ABOUT THIS TASK — Locate the lines of the listing below that hold "builder", then copy each of them.

EXCERPTED DATA —
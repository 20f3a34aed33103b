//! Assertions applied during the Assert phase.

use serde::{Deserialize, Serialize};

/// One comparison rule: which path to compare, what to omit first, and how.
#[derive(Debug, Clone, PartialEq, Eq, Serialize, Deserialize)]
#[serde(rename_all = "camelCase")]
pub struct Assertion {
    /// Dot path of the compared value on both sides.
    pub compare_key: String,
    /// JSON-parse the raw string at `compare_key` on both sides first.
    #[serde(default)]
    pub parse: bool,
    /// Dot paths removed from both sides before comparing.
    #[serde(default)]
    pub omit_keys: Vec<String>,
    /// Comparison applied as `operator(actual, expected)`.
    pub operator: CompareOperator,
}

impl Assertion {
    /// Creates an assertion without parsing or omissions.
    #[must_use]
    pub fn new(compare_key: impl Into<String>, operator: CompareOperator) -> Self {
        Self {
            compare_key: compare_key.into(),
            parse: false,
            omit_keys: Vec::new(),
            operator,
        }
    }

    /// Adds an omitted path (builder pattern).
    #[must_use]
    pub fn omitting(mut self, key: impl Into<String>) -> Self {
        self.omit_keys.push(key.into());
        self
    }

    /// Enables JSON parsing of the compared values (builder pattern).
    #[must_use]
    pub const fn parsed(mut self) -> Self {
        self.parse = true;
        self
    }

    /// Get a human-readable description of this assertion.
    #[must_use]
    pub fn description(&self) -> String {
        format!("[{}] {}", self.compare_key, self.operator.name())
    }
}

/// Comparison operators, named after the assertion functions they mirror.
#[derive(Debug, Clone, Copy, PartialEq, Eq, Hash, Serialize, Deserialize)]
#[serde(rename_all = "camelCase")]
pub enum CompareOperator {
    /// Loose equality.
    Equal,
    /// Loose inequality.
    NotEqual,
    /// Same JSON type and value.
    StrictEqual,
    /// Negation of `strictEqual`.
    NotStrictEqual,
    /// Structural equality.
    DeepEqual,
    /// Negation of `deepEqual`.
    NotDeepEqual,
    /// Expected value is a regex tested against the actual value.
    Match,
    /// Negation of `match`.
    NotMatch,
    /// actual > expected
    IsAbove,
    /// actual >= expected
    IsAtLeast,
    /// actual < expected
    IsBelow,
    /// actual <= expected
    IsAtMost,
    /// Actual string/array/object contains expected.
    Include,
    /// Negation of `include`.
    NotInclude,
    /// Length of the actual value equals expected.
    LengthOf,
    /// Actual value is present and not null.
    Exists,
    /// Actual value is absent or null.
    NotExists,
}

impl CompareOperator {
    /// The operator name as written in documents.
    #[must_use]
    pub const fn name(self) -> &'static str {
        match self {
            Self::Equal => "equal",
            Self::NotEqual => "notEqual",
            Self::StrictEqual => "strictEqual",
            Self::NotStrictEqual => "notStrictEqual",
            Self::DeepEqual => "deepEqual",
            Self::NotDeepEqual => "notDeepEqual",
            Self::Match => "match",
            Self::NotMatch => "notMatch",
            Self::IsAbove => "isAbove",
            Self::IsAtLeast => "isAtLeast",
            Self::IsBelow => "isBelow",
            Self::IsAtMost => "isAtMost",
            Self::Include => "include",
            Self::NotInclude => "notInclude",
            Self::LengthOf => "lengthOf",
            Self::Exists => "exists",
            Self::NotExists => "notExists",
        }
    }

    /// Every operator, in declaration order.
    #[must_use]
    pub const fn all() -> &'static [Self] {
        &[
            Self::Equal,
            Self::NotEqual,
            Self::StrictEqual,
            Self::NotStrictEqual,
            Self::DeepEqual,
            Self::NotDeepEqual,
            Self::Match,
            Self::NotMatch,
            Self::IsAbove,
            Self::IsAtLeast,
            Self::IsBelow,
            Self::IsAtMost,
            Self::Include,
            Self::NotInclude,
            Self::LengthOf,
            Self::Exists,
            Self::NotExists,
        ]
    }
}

RESPONSE AREA —
    /// Adds an omitted path (builder pattern).
    /// Enables JSON parsing of the compared values (builder pattern).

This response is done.